Canadians mostly oppose the same-sex revolution, but it appears that none of their official leaders are willing to stand up to it. In fact, recent events on Ontario, which involved pushing radical redefinition of marriage through the Legislative Assembly in three days, with all-party collusion and without a single recorded vote, suggest they’re all eager to make the issue go away through total mass surrender to gay activists.
Why is that? Part of the problem, I think, is a general unwillingness of people in responsible public positions to discuss basic issues. If you function by doing deals and getting to “yes,” you won’t like issues that can’t be compromised. Your inclination will always be to smudge things like the definition of the national community and the family as much as possible. So you’ll try to avoid taking a stand on issues like immigration and “gay marriage,” but if forced you’ll choose the alternative that fuzzes the definition. In the case of the family, that means “gay marriage.”
A bigger part of the problem, though, is that people in public life have to articulate arguments for controverted positions, and the experts, academics, jurists, journalists and whatnot who are in charge of defining what constitutes an OK argument, not to mention the large institutions that employ and pay them, have been working for years to make a sort of rational managerial hedonism the standard of what makes sense in public discussions. That standard may be OK for discussing economics, but it simply can’t make sense of family life and a lot of other things that don’t reduce without remainder to economics and bureaucracy. As a result, the concept of the family doesn’t make public sense in Canada, and there is no basis for recognizing it as an institution sui generis under Canadian law. It can be a contract among individuals or a sentimental observance among friends, but nothing more. (Here’s a collection of Turnabout posts that take a different view.)

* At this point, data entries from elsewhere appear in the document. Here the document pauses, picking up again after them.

//! The cart store: in-memory cart state mirrored to durable storage.
//!
//! # Lifecycle
//!
//! A store is constructed empty in the `loading` state, then [`load`]ed
//! exactly once: the persisted blob (if any) becomes the initial cart, and
//! the store becomes `ready`. Absent, unreadable, or malformed blobs all
//! recover to the empty cart - there is no fatal failure here, only a
//! possibly-empty cart. `ready` is terminal for the lifetime of the store.
//!
//! # Persistence
//!
//! After `ready`, every mutation publishes the full cart to a background
//! writer task that serializes it to the storage key. The writer handles
//! one snapshot at a time and always takes the newest one, so bursts of
//! mutations coalesce and writes can never land out of order. Write
//! failures are logged and swallowed; in-memory state never rolls back and
//! nothing is retried. No write is ever issued before `ready`, so an
//! unread blob cannot be clobbered by the empty seed.
//!
//! Mutating a store that is still `loading` updates in-memory state but
//! persists nothing; callers are expected to gate interaction on
//! [`CartStore::is_ready`] (or a [`CartStore::subscribe`] snapshot).
//!
//! [`load`]: CartStore::load

use std::sync::Arc;

use tokio::sync::watch;
use tracing::warn;

use kopiku_core::{Cart, CartProduct, LineItem, Price, ProductId};

use crate::storage::KeyValueStorage;

/// Storage key the cart blob lives under.
pub const CART_STORAGE_KEY: &str = "KopiKU_Cart";

/// A point-in-time view of the store, for observers.
#[derive(Debug, Clone, PartialEq, Eq, Default)]
pub struct CartSnapshot {
    /// The cart contents at the time of the snapshot.
    pub cart: Cart,
    /// Whether the initial load has completed.
    pub ready: bool,
}

/// One unit of work for the background writer.
#[derive(Debug, Clone)]
struct PersistJob {
    seq: u64,
    cart: Cart,
}

/// Owns the cart and keeps it in sync with a storage key.
pub struct CartStore {
    storage: Arc<dyn KeyValueStorage>,
    key: String,
    cart: Cart,
    ready: bool,
    /// Count of mutations published since `ready`.
    seq: u64,
    snapshot_tx: watch::Sender<CartSnapshot>,
    persist_tx: watch::Sender<PersistJob>,
    /// Handed to the writer task when it starts.
    writer_parts: Option<(watch::Receiver<PersistJob>, watch::Sender<u64>)>,
    persisted_rx: watch::Receiver<u64>,
}

impl CartStore {
    /// Create a store in the `loading` state with an empty cart.
    #[must_use]
    pub fn new(storage: Arc<dyn KeyValueStorage>) -> Self {
        Self::with_key(storage, CART_STORAGE_KEY)
    }

    /// Like [`CartStore::new`] with a custom storage key.
    #[must_use]
    pub fn with_key(storage: Arc<dyn KeyValueStorage>, key: impl Into<String>) -> Self {
        let (snapshot_tx, _) = watch::channel(CartSnapshot::default());
        let (persist_tx, persist_rx) = watch::channel(PersistJob {
            seq: 0,
            cart: Cart::new(),
        });
        let (persisted_tx, persisted_rx) = watch::channel(0);

        Self {
            storage,
            key: key.into(),
            cart: Cart::new(),
            ready: false,
            seq: 0,
            snapshot_tx,
            persist_tx,
            writer_parts: Some((persist_rx, persisted_tx)),
            persisted_rx,
        }
    }

    /// Construct and immediately load: the store is `ready` on return.
    pub async fn open(storage: Arc<dyn KeyValueStorage>) -> Self {
        let mut store = Self::new(storage);
        store.load().await;
        store
    }

    /// Perform the one-time `loading -> ready` transition.
    ///
    /// Reads the persisted blob and adopts it as the initial cart. A
    /// missing blob, a read failure, or a malformed blob all leave the
    /// cart empty; failures are logged, never surfaced. Calling `load` on
    /// a `ready` store is a no-op.
    pub async fn load(&mut self) {
        if self.ready {
            return;
        }

        match self.storage.get(&self.key).await {
            Ok(Some(bytes)) => match serde_json::from_slice::<Cart>(&bytes) {
                Ok(cart) => self.cart = cart,
                Err(e) => {
                    warn!(error = %e, key = %self.key, "Stored cart is malformed, starting empty");
                }
            },
            Ok(None) => {}
            Err(e) => {
                warn!(error = %e, key = %self.key, "Failed to read cart from storage, starting empty");
            }
        }

        self.ready = true;
        self.spawn_writer();
        self.snapshot_tx.send_replace(self.snapshot());
    }

    /// Add one unit of a product (merge-or-append semantics of
    /// [`Cart::add`]). Total over any valid product; schedules a persist.
    pub fn add_item(&mut self, product: CartProduct) {
        self.cart.add(product);
        self.publish();
    }

    /// Adjust a product's quantity by `delta`, clamping at zero and
    /// removing the line when it gets there. Unknown ids are a no-op.
    pub fn update_quantity(&mut self, id: &ProductId, delta: i64) {
        self.cart.update_quantity(id, delta);
        self.publish();
    }

    /// Empty the cart. The storage key stays; the empty collection is
    /// persisted to it.
    pub fn clear(&mut self) {
        self.cart.clear();
        self.publish();
    }

    /// The current line items, in insertion order.
    #[must_use]
    pub fn items(&self) -> &[LineItem] {
        self.cart.items()
    }

    /// Sum of (unit price x quantity) over the cart.
    #[must_use]
    pub fn total(&self) -> Price {
        self.cart.total()
    }

    /// Quantity of the given product, or `None` if it is not in the cart.
    #[must_use]
    pub fn quantity_of(&self, id: &ProductId) -> Option<u32> {
        self.cart.quantity_of(id)
    }

    /// Whether the initial load has completed.
    #[must_use]
    pub const fn is_ready(&self) -> bool {
        self.ready
    }

    /// Watch the store: receivers get a fresh [`CartSnapshot`] after the
    /// load completes and after every mutation.
    #[must_use]
    pub fn subscribe(&self) -> watch::Receiver<CartSnapshot> {
        self.snapshot_tx.subscribe()
    }

    /// Wait until every persist scheduled so far has been attempted.
    ///
    /// Short-lived consumers call this before exiting so the last write is
    /// not lost with the process. A no-op before `ready` or when nothing
    /// was mutated. Failed writes count as attempted - flush does not
    /// retry them.
    pub async fn flush(&self) {
        if !self.ready || self.seq == 0 {
            return;
        }
        let target = self.seq;
        let mut rx = self.persisted_rx.clone();
        // Err means the writer is gone; nothing further will be written.
        let _ = rx.wait_for(|&done| done >= target).await;
    }

    fn snapshot(&self) -> CartSnapshot {
        CartSnapshot {
            cart: self.cart.clone(),
            ready: self.ready,
        }
    }

    fn publish(&mut self) {
        self.snapshot_tx.send_replace(self.snapshot());
        if self.ready {
            self.seq += 1;
            self.persist_tx.send_replace(PersistJob {
                seq: self.seq,
                cart: self.cart.clone(),
            });
        }
    }

    fn spawn_writer(&mut self) {
        let Some((mut jobs, done)) = self.writer_parts.take() else {
            return;
        };
        let storage = Arc::clone(&self.storage);
        let key = self.key.clone();

        tokio::spawn(async move {
            // Exits when the store (and its persist_tx) is dropped.
            while jobs.changed().await.is_ok() {
                let job = {
                    let current = jobs.borrow_and_update();
                    current.clone()
                };
                match serde_json::to_vec(&job.cart) {
                    Ok(bytes) => {
                        if let Err(e) = storage.set(&key, bytes).await {
                            warn!(error = %e, key = %key, "Failed to persist cart, keeping in-memory state");
                        }
                    }
                    Err(e) => {
                        warn!(error = %e, key = %key, "Failed to serialize cart for persistence");
                    }
                }
                let _ = done.send(job.seq);
            }
        });
    }
}

#[cfg(test)]
mod tests {
    use super::*;
    use crate::storage::{MemoryStorage, StorageError};

    use async_trait::async_trait;
    use kopiku_core::Price;

    fn espresso() -> CartProduct {
        CartProduct {
            id: ProductId::new("1"),
            name: "Espresso".to_string(),
            price: Price::new(25000),
            image: "https://example.com/espresso.jpg".to_string(),
        }
    }

    fn latte() -> CartProduct {
        CartProduct {
            id: ProductId::new("2"),
            name: "Latte".to_string(),
            price: Price::new(30000),
            image: "https://example.com/latte.jpg".to_string(),
        }
    }

    /// Storage whose every operation fails.
    struct BrokenStorage;

    #[async_trait]
    impl KeyValueStorage for BrokenStorage {
        async fn get(&self, key: &str) -> Result<Option<Vec<u8>>, StorageError> {
            Err(StorageError::io(key, std::io::Error::other("disk on fire")))
        }

        async fn set(&self, key: &str, _value: Vec<u8>) -> Result<(), StorageError> {
            Err(StorageError::io(key, std::io::Error::other("disk on fire")))
        }

        async fn remove(&self, key: &str) -> Result<(), StorageError> {
            Err(StorageError::io(key, std::io::Error::other("disk on fire")))
        }
    }

    #[tokio::test]
    async fn fresh_store_is_loading_until_load_completes() {
        let storage = Arc::new(MemoryStorage::new());
        let mut store = CartStore::new(storage);

        assert!(!store.is_ready());
        store.load().await;
        assert!(store.is_ready());
        assert!(store.items().is_empty());
    }

    #[tokio::test]
    async fn load_adopts_the_persisted_blob() {
        let storage = Arc::new(MemoryStorage::new());

        let mut seeded = Cart::new();
        seeded.add(espresso());
        seeded.add(espresso());
        seeded.add(latte());
        let blob = serde_json::to_vec(&seeded).expect("serialize");
        storage
            .set(CART_STORAGE_KEY, blob)
            .await
            .expect("seed storage");

        let store = CartStore::open(storage).await;
        assert!(store.is_ready());
        assert_eq!(store.items().len(), 2);
        assert_eq!(store.total(), Price::new(80000));
    }

    #[tokio::test]
    async fn malformed_blob_recovers_to_empty() {
        let storage = Arc::new(MemoryStorage::new());
        storage
            .set(CART_STORAGE_KEY, b"not json at all".to_vec())
            .await
            .expect("seed storage");

        let store = CartStore::open(storage).await;
        assert!(store.is_ready());
        assert!(store.items().is_empty());
    }

    #[tokio::test]
    async fn read_failure_recovers_to_empty() {
        let store = CartStore::open(Arc::new(BrokenStorage)).await;
        assert!(store.is_ready());
        assert!(store.items().is_empty());
    }

    #[tokio::test]
    async fn mutations_persist_after_flush() {
        let storage = Arc::new(MemoryStorage::new());
        let mut store = CartStore::open(Arc::clone(&storage) as Arc<dyn KeyValueStorage>).await;

        store.add_item(espresso());
        store.add_item(espresso());
        store.flush().await;

        let blob = storage
            .get(CART_STORAGE_KEY)
            .await
            .expect("get")
            .expect("blob present");
        let persisted: Cart = serde_json::from_slice(&blob).expect("parse");
        assert_eq!(persisted.quantity_of(&ProductId::new("1")), Some(2));
    }

    #[tokio::test]
    async fn burst_of_mutations_persists_the_final_state() {
        let storage = Arc::new(MemoryStorage::new());
        let mut store = CartStore::open(Arc::clone(&storage) as Arc<dyn KeyValueStorage>).await;

        for _ in 0..10 {
            store.add_item(espresso());
        }
        store.add_item(latte());
        store.update_quantity(&ProductId::new("1"), -3);
        store.flush().await;

        let blob = storage
            .get(CART_STORAGE_KEY)
            .await
            .expect("get")
            .expect("blob present");
        let persisted: Cart = serde_json::from_slice(&blob).expect("parse");
        assert_eq!(persisted.quantity_of(&ProductId::new("1")), Some(7));
        assert_eq!(persisted.quantity_of(&ProductId::new("2")), Some(1));
    }

    #[tokio::test]
    async fn clear_persists_the_empty_collection_without_removing_the_key() {
        let storage = Arc::new(MemoryStorage::new());
        let mut store = CartStore::open(Arc::clone(&storage) as Arc<dyn KeyValueStorage>).await;

        store.add_item(espresso());
        store.clear();
        store.flush().await;

        let blob = storage
            .get(CART_STORAGE_KEY)
            .await
            .expect("get")
            .expect("key still present");
        assert_eq!(blob, b"[]");
        assert!(store.items().is_empty());
    }

    #[tokio::test]
    async fn no_write_happens_before_ready() {
        let storage = Arc::new(MemoryStorage::new());
        let mut store = CartStore::new(Arc::clone(&storage) as Arc<dyn KeyValueStorage>);

        // Undefined behavior territory per the UI contract, but the store
        // must never clobber the unread blob.
        store.add_item(espresso());
        store.flush().await;

        assert!(
            storage
                .get(CART_STORAGE_KEY)
                .await
                .expect("get")
                .is_none()
        );
    }

    #[tokio::test]
    async fn write_failure_keeps_in_memory_state() {
        let mut store = CartStore::open(Arc::new(BrokenStorage)).await;

        store.add_item(espresso());
        store.flush().await;

        assert_eq!(store.items().len(), 1);
        assert_eq!(store.total(), Price::new(25000));
    }

    #[tokio::test]
    async fn subscribers_observe_load_and_mutations() {
        let storage = Arc::new(MemoryStorage::new());
        let mut store = CartStore::new(storage);
        let mut rx = store.subscribe();

        assert!(!rx.borrow().ready);

        store.load().await;
        rx.changed().await.expect("load notification");
        assert!(rx.borrow_and_update().ready);

        store.add_item(espresso());
        rx.changed().await.expect("mutation notification");
        let snapshot = rx.borrow_and_update().clone();
        assert_eq!(snapshot.cart.items().len(), 1);
        assert_eq!(snapshot.cart.total(), Price::new(25000));
    }

    #[tokio::test]
    async fn round_trip_across_store_instances() {
        let storage = Arc::new(MemoryStorage::new());

        let mut first = CartStore::open(Arc::clone(&storage) as Arc<dyn KeyValueStorage>).await;
        first.add_item(espresso());
        first.add_item(latte());
        first.add_item(espresso());
        first.flush().await;
        let expected: Vec<LineItem> = first.items().to_vec();
        drop(first);

        let second = CartStore::open(storage).await;
        assert_eq!(second.items(), expected.as_slice());
        assert_eq!(second.total(), Price::new(80000));
    }
}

One would think the Church would feel special responsibility for things that do not reduce to money and power. They would present ways of thinking that articulate and give weight to other considerations. That’s not always so. In general, and as a practical matter, contemporary bishops are mainly functionaries. Their average viewpoint is profoundly affected by the outlook of the functionary class, which as discussed treats rational managerial hedonism as the standard for what should be taken seriously. For that reason, as John Allen reports, the largest group in the College of Cardinals considers promotion of world economic welfare the most important task of the Church. When dealing with other issues they are often at a loss for what to say. So in a way it’s not surprising that the bishops’ main response to the Ontario legislation was a press release praising it because it said that churches would not themselves have to solemnize “gay marriages” if they didn’t want to. They, the faithful and everybody else will have to treat such arrangements as marriages in all other respects, which means the final dissolution of marriage as a distinctive public institution in Canada, but apparently the bishops couldn’t think of anything to say on the point so they remained silent.
Listen
This is worth listening to. We just don’t get this kind of analysis anywhere on a regular basis. The link to “make sense” is perhaps even more interesting, not that we fully understand the articles. But this is the way of the world; most of us are left to puzzle out the meaning of our intellectual leaders. I hope the readers can contribute concrete examples to support (or to contradict) the analysis.